All our patients accepted the drug via the intranasal route easily or with minimal resistance or by parental persuasion. None of the patients showed any side effects like nasal irritation, burning sensation, vomiting, or bradycardia after administration of the drug. All 3 groups of combination drugs showed stable haemodynamics with the administered doses.
This double-blinded randomized trial showed that an intranasal midazolam ketamine drug combination used as a premedication in children aged 2–4 years posted for elective surgeries under general anaesthesia produced greater ease of IV cannulation and mask acceptance at 30 minutes; however, there was no statistically significant difference in parent separation anxiety and sedation scores at 30 minutes among the 3 groups. Some patients did not achieve adequate parental separation and sedation, which could be due to drug spillage outside the nostrils during or after administration due to resistance, crying, and swallowing of the drug entering the mouth.
The groups were further compared with each other, and it was found that the DM group, DK group, and MK group had comparable parent separation anxiety, sedation scores, mask acceptance, and ease of IV cannulation at 30 minutes. The IV cannulation and mask acceptance score at 30 minutes were better in the MK group when compared with the DM group and the DK group. The children in the MK group were more comfortable clinically than the other 2 groups.
In our study, an intranasal dose of 0.12 mg kg–1 midazolam, 1 μg kg–1 dexmedetomidine, and 2 mg kg–1 ketamine in combination for premedication was chosen, similarly to previous studies [7, 14]. These doses produced good sedation and parental separation with stable haemodynamics. There were no complications like bradycardia, hypotension (< 20% of baseline), or conduction abnormalities usually associated with dexmedetomidine when used at a dose of 1 μg kg–1, which was similar to the results found by Sheta et al. [7] and other studies [19]. Excessive salivation associated with ketamine was absent at the dose 2 mg kg–1 intranasally in our study, similarly to the study of Bhat et al. [7, 15]. The study conducted by Akcay et al. [14] showed no emergence delirium or other complications, highlighting the safety of nasal ketamine with midazolam as a pre-medicant in paediatric patients.
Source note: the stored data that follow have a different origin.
// Paces the interpreter thread's emulated clock against real wall-clock
// time: after each finished frame the interpreter blocks here until real
// time has caught up with emulated time, honoring pause/resume and a
// fast/slow speed multiplier.

use std::sync::atomic::{AtomicBool, Ordering};
use std::sync::{Arc, Condvar, Mutex};
use std::time::{Duration, Instant};

const CPU_FREQ_HZ: f64 = 4_194_304.0;
const WAKE_TIMEOUT: Duration = Duration::from_millis(250);

/// A level-triggered wake event: `notify` latches, `wait_timeout` consumes
/// the latch if set or returns after the timeout either way. Used both for
/// the ~1 ms pacing notifications the host delivers and for the
/// pause/unpause edge.
pub struct WakeEvent {
    signaled: Mutex<bool>,
    condvar: Condvar,
}

impl WakeEvent {
    pub fn new() -> Self {
        WakeEvent { signaled: Mutex::new(false), condvar: Condvar::new() }
    }

    pub fn notify(&self) {
        let mut signaled = self.signaled.lock().unwrap();
        *signaled = true;
        self.condvar.notify_all();
    }

    fn wait_timeout(&self, timeout: Duration) {
        let signaled = self.signaled.lock().unwrap();
        let (mut signaled, _) = self
            .condvar
            .wait_timeout_while(signaled, timeout, |s| !*s)
            .unwrap();
        *signaled = false;
    }
}

impl Default for WakeEvent {
    fn default() -> Self {
        Self::new()
    }
}

#[derive(Debug, PartialEq, Eq)]
pub enum PaceOutcome {
    Continue,
    Stop,
}

pub struct TimingCoordinator {
    accumulated_emulated_seconds: f64,
    anchor_real_tick: Instant,
    pub speed_multiplier: f64,
    continue_running: Arc<AtomicBool>,
    paused: Arc<AtomicBool>,
    wake: Arc<WakeEvent>,
    pause_wake: Arc<WakeEvent>,
}

impl TimingCoordinator {
    pub fn new(
        continue_running: Arc<AtomicBool>,
        paused: Arc<AtomicBool>,
        wake: Arc<WakeEvent>,
        pause_wake: Arc<WakeEvent>,
    ) -> Self {
        TimingCoordinator {
            accumulated_emulated_seconds: 0.0,
            anchor_real_tick: Instant::now(),
            speed_multiplier: 1.0,
            continue_running,
            paused,
            wake,
            pause_wake,
        }
    }

    /// Blocks until real time has caught up with the emulated clock value
    /// reached at the end of the most recently rendered frame, honoring
    /// pause and the 250 ms liveness timeout. Returns `Stop` once
    /// `continue_running` is cleared so the interpreter thread can unwind.
    pub fn pace(&mut self, clock_value: u64) -> PaceOutcome {
        let emulated_seconds_now = clock_value as f64 / CPU_FREQ_HZ;
        loop {
            if !self.continue_running.load(Ordering::Acquire) {
                return PaceOutcome::Stop;
            }
            if self.paused.load(Ordering::Acquire) {
                self.accumulated_emulated_seconds = emulated_seconds_now;
                self.pause_wake.wait_timeout(WAKE_TIMEOUT);
                if !self.paused.load(Ordering::Acquire) {
                    self.anchor_real_tick = Instant::now();
                }
                continue;
            }
            let elapsed_emulated = emulated_seconds_now - self.accumulated_emulated_seconds;
            let target_real_seconds = elapsed_emulated / self.speed_multiplier;
            let real_elapsed = self.anchor_real_tick.elapsed().as_secs_f64();
            if real_elapsed >= target_real_seconds {
                return PaceOutcome::Continue;
            }
            self.wake.wait_timeout(WAKE_TIMEOUT);
        }
    }
}

/// Signals a running interpreter thread to stop and wakes it out of both
/// wait points so it can observe `continue_running` and unwind. The caller
/// is responsible for joining the thread afterwards.
pub fn request_stop(continue_running: &AtomicBool, wake: &WakeEvent, pause_wake: &WakeEvent) {
    continue_running.store(false, Ordering::Release);
    wake.notify();
    pause_wake.notify();
}

#[cfg(test)]
mod tests {
    use super::*;
    use std::thread;

    #[test]
    fn pace_returns_immediately_once_real_time_has_caught_up() {
        let continue_running = Arc::new(AtomicBool::new(true));
        let paused = Arc::new(AtomicBool::new(false));
        let wake = Arc::new(WakeEvent::new());
        let pause_wake = Arc::new(WakeEvent::new());
        let mut coordinator = TimingCoordinator::new(continue_running, paused, wake, pause_wake);
        // Clock value of 0 means zero emulated seconds elapsed; real time is
        // always already caught up.
        assert_eq!(coordinator.pace(0), PaceOutcome::Continue);
    }

    #[test]
    fn stop_request_wakes_a_blocked_coordinator() {
        let continue_running = Arc::new(AtomicBool::new(true));
        let paused = Arc::new(AtomicBool::new(false));
        let wake = Arc::new(WakeEvent::new());
        let pause_wake = Arc::new(WakeEvent::new());
        let mut coordinator = TimingCoordinator::new(
            continue_running.clone(),
            paused,
            wake.clone(),
            pause_wake.clone(),
        );
        let handle = thread::spawn(move || {
            // A huge clock value demands a long real-time wait; without the
            // stop signal this would block for a long time.
            coordinator.pace(4_194_304 * 3600)
        });
        thread::sleep(Duration::from_millis(20));
        request_stop(&continue_running, &wake, &pause_wake);
        assert_eq!(handle.join().unwrap(), PaceOutcome::Stop);
    }

    #[test]
    fn pause_then_resume_reanchors_without_demanding_the_paused_interval() {
        let continue_running = Arc::new(AtomicBool::new(true));
        let paused = Arc::new(AtomicBool::new(true));
        let wake = Arc::new(WakeEvent::new());
        let pause_wake = Arc::new(WakeEvent::new());
        let mut coordinator = TimingCoordinator::new(
            continue_running.clone(),
            paused.clone(),
            wake.clone(),
            pause_wake.clone(),
        );
        let handle = thread::spawn(move || coordinator.pace(4_194_304));
        thread::sleep(Duration::from_millis(20));
        paused.store(false, Ordering::Release);
        pause_wake.notify();
        assert_eq!(handle.join().unwrap(), PaceOutcome::Continue);
    }
}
However, we did not follow the patients in the postoperative period.
There is no literature on intranasal dexmedetomidine-midazolam drug combination to date, to our knowledge, and in our study it was found that intranasal dexmedetomidine-midazolam combination was acceptable by our patients with no side effects.
The limitation of this study was that we did not follow up the patients post-operatively and we did not use an atomizer or nebulizer for intranasal administration, which can produce similar or better effects when used for intranasal drug administration compared to manual drug instillation [20].
CONCLUSIONS
The combination of midazolam and ketamine had a better clinical profile for premedication as compared to other combination drugs used in our study in terms of IV cannulation, acceptance of masks with comparable decrease in separation anxiety from parents, and adequate sedation. Therefore, it can be used as a safe premedicant in children in the age group prone to anxiety and requiring intervention like IV cannulation in the preoperative area. However, all 3 combinations of drugs can be used to decrease parental separation anxiety and to provide adequate sedation in the preoperative area.